#### Problem to work on:
Gather all lines with "environment" from the records.

___

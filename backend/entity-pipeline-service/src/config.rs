/// Configuration management for the entity pipeline worker.
///
/// All settings load from environment variables with development defaults;
/// the pipeline itself never reads ambient state — feature flags reach it
/// as explicit constructor parameters.
use serde::{Deserialize, Serialize};
use text_entities::AutolinkOptions;

/// Main application configuration
#[derive(Debug, Clone, Serialize, Deserialize)]
pub struct Config {
    /// Application settings
    pub app: AppConfig,
    /// Database configuration
    pub database: DatabaseConfig,
    /// Kafka configuration
    pub kafka: KafkaConfig,
    /// Pipeline behavior settings
    pub pipeline: PipelineSettings,
}

/// Application settings
#[derive(Debug, Clone, Serialize, Deserialize)]
pub struct AppConfig {
    /// Application environment (dev, staging, prod)
    pub env: String,
}

/// Database configuration
#[derive(Debug, Clone, Serialize, Deserialize)]
pub struct DatabaseConfig {
    /// Database URL
    pub url: String,
    /// Max connections in pool
    pub max_connections: u32,
}

/// Kafka configuration
#[derive(Debug, Clone, Serialize, Deserialize)]
pub struct KafkaConfig {
    /// Kafka brokers
    pub brokers: String,
    /// Consumer group id for the post events consumer
    pub group_id: String,
    /// Topic carrying post-created events (pipeline input)
    pub post_events_topic: String,
    /// Topic for mention notification events
    pub mention_topic: String,
    /// Topic for federation delivery signals
    pub delivery_topic: String,
}

/// Pipeline behavior settings
#[derive(Debug, Clone, Serialize, Deserialize)]
pub struct PipelineSettings {
    /// System-wide federation flag; when false no delivery signal is emitted
    pub federation_enabled: bool,
    /// Path prefix for hashtag browse pages
    pub tag_path_base: String,
    /// Path prefix for profile pages
    pub mention_path_base: String,
    /// Display-text length limit for rendered URLs
    pub url_display_limit: usize,
    /// Upper bound on caption size accepted by the lexer, in bytes
    pub max_caption_length: usize,
}

impl Config {
    /// Load configuration from environment variables
    pub fn from_env() -> Result<Self, String> {
        let topic_prefix =
            std::env::var("KAFKA_TOPIC_PREFIX").unwrap_or_else(|_| "glimpse".to_string());

        Ok(Config {
            app: AppConfig {
                env: std::env::var("APP_ENV").unwrap_or_else(|_| "development".to_string()),
            },
            database: DatabaseConfig {
                url: std::env::var("DATABASE_URL")
                    .unwrap_or_else(|_| "postgresql://localhost/glimpse".to_string()),
                max_connections: std::env::var("DATABASE_MAX_CONNECTIONS")
                    .ok()
                    .and_then(|c| c.parse().ok())
                    .unwrap_or(10),
            },
            kafka: KafkaConfig {
                brokers: std::env::var("KAFKA_BROKERS")
                    .unwrap_or_else(|_| "localhost:9092".to_string()),
                group_id: std::env::var("KAFKA_ENTITY_GROUP_ID")
                    .unwrap_or_else(|_| format!("{}-entity-pipeline", topic_prefix)),
                post_events_topic: std::env::var("KAFKA_POST_EVENTS_TOPIC")
                    .unwrap_or_else(|_| format!("{}.content.events", topic_prefix)),
                mention_topic: std::env::var("KAFKA_MENTION_TOPIC")
                    .unwrap_or_else(|_| "MentionCreated".to_string()),
                delivery_topic: std::env::var("KAFKA_DELIVERY_TOPIC")
                    .unwrap_or_else(|_| "PostDeliveryRequested".to_string()),
            },
            pipeline: PipelineSettings {
                federation_enabled: std::env::var("FEDERATION_ENABLED")
                    .map(|v| v == "1" || v.eq_ignore_ascii_case("true"))
                    .unwrap_or(false),
                tag_path_base: std::env::var("AUTOLINK_TAG_PATH_BASE")
                    .unwrap_or_else(|_| "/tags/".to_string()),
                mention_path_base: std::env::var("AUTOLINK_MENTION_PATH_BASE")
                    .unwrap_or_else(|_| "/@".to_string()),
                url_display_limit: std::env::var("AUTOLINK_URL_DISPLAY_LIMIT")
                    .ok()
                    .and_then(|v| v.parse().ok())
                    .unwrap_or(30),
                max_caption_length: std::env::var("PIPELINE_MAX_CAPTION_LENGTH")
                    .ok()
                    .and_then(|v| v.parse().ok())
                    .unwrap_or(65_536),
            },
        })
    }
}

impl PipelineSettings {
    /// Rendering options derived from these settings.
    pub fn autolink_options(&self) -> AutolinkOptions {
        AutolinkOptions {
            tag_path_base: self.tag_path_base.clone(),
            mention_path_base: self.mention_path_base.clone(),
            url_display_limit: self.url_display_limit,
        }
    }
}
//! Kafka event producer for the entity pipeline
//!
//! Publishes mention notifications for the downstream notification consumer
//! and the federation delivery signal for the delivery workers.

use anyhow::Result;
use async_trait::async_trait;
use chrono::Utc;
use rdkafka::producer::{FutureProducer, FutureRecord};
use serde::{Deserialize, Serialize};
use std::time::Duration;
use tracing::{info, warn};
use uuid::Uuid;

/// Events emitted after persistence.
///
/// The pipeline calls `publish_mention_created` at most once per freshly
/// created mention row; publish failures are tolerated by the caller.
#[async_trait]
pub trait EventPublisher: Send + Sync {
    async fn publish_mention_created(
        &self,
        post_id: Uuid,
        mentioned_profile_id: Uuid,
    ) -> Result<()>;

    async fn publish_delivery_requested(&self, post_id: Uuid) -> Result<()>;
}

/// Notification event format expected by the notification consumer
#[derive(Debug, Clone, Serialize, Deserialize)]
pub struct MentionNotification {
    pub id: String,
    pub post_id: Uuid,
    pub mentioned_profile_id: Uuid,
    pub event_type: String,
    pub timestamp: i64,
}

/// Delivery signal consumed by the federation delivery workers
#[derive(Debug, Clone, Serialize, Deserialize)]
pub struct DeliveryRequested {
    pub post_id: Uuid,
    pub timestamp: i64,
}

/// Configuration for the Kafka event producer
#[derive(Debug, Clone)]
pub struct KafkaEventProducerConfig {
    pub brokers: String,
    /// Topic for mention notification events
    pub mention_topic: String,
    /// Topic for federation delivery signals
    pub delivery_topic: String,
}

/// Kafka event producer for entity pipeline outputs
#[derive(Clone)]
pub struct EntityEventProducer {
    producer: FutureProducer,
    mention_topic: String,
    delivery_topic: String,
}

impl EntityEventProducer {
    /// Create a new Kafka event producer
    pub fn new(config: &KafkaEventProducerConfig) -> Result<Self> {
        let producer = rdkafka::config::ClientConfig::new()
            .set("bootstrap.servers", &config.brokers)
            .set("client.id", "entity-pipeline-service")
            // Idempotency and reliability settings
            .set("enable.idempotence", "true")
            .set("acks", "all")
            .set("max.in.flight.requests.per.connection", "5")
            .set("retries", "3")
            .set("linger.ms", "5")
            .create::<FutureProducer>()?;

        info!(
            brokers = %config.brokers,
            mention_topic = %config.mention_topic,
            delivery_topic = %config.delivery_topic,
            "Entity pipeline Kafka producer initialized"
        );

        Ok(Self {
            producer,
            mention_topic: config.mention_topic.clone(),
            delivery_topic: config.delivery_topic.clone(),
        })
    }
}

#[async_trait]
impl EventPublisher for EntityEventProducer {
    async fn publish_mention_created(
        &self,
        post_id: Uuid,
        mentioned_profile_id: Uuid,
    ) -> Result<()> {
        let event = MentionNotification {
            id: Uuid::new_v4().to_string(),
            post_id,
            mentioned_profile_id,
            event_type: "Mention".to_string(),
            timestamp: Utc::now().timestamp(),
        };

        let payload = serde_json::to_string(&event)?;
        let partition_key = mentioned_profile_id.to_string();

        let record = FutureRecord::to(&self.mention_topic)
            .key(&partition_key)
            .payload(&payload);

        match self.producer.send(record, Duration::from_secs(5)).await {
            Ok(_) => {
                info!(
                    post_id = %post_id,
                    mentioned_profile_id = %mentioned_profile_id,
                    topic = %self.mention_topic,
                    "Published mention notification to Kafka"
                );
                Ok(())
            }
            Err((err, _)) => {
                warn!(
                    error = ?err,
                    post_id = %post_id,
                    mentioned_profile_id = %mentioned_profile_id,
                    "Failed to publish mention notification to Kafka"
                );
                Err(anyhow::anyhow!("Failed to publish notification: {}", err))
            }
        }
    }

    async fn publish_delivery_requested(&self, post_id: Uuid) -> Result<()> {
        let event = DeliveryRequested {
            post_id,
            timestamp: Utc::now().timestamp(),
        };

        let payload = serde_json::to_string(&event)?;
        let partition_key = post_id.to_string();

        let record = FutureRecord::to(&self.delivery_topic)
            .key(&partition_key)
            .payload(&payload);

        match self.producer.send(record, Duration::from_secs(5)).await {
            Ok(_) => {
                info!(
                    post_id = %post_id,
                    topic = %self.delivery_topic,
                    "Published delivery signal to Kafka"
                );
                Ok(())
            }
            Err((err, _)) => {
                warn!(
                    error = ?err,
                    post_id = %post_id,
                    "Failed to publish delivery signal to Kafka"
                );
                Err(anyhow::anyhow!("Failed to publish delivery signal: {}", err))
            }
        }
    }
}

___

#### Solution for this exercise:
/// All settings load from environment variables with development defaults;
    /// Application environment (dev, staging, prod)
    /// Load configuration from environment variables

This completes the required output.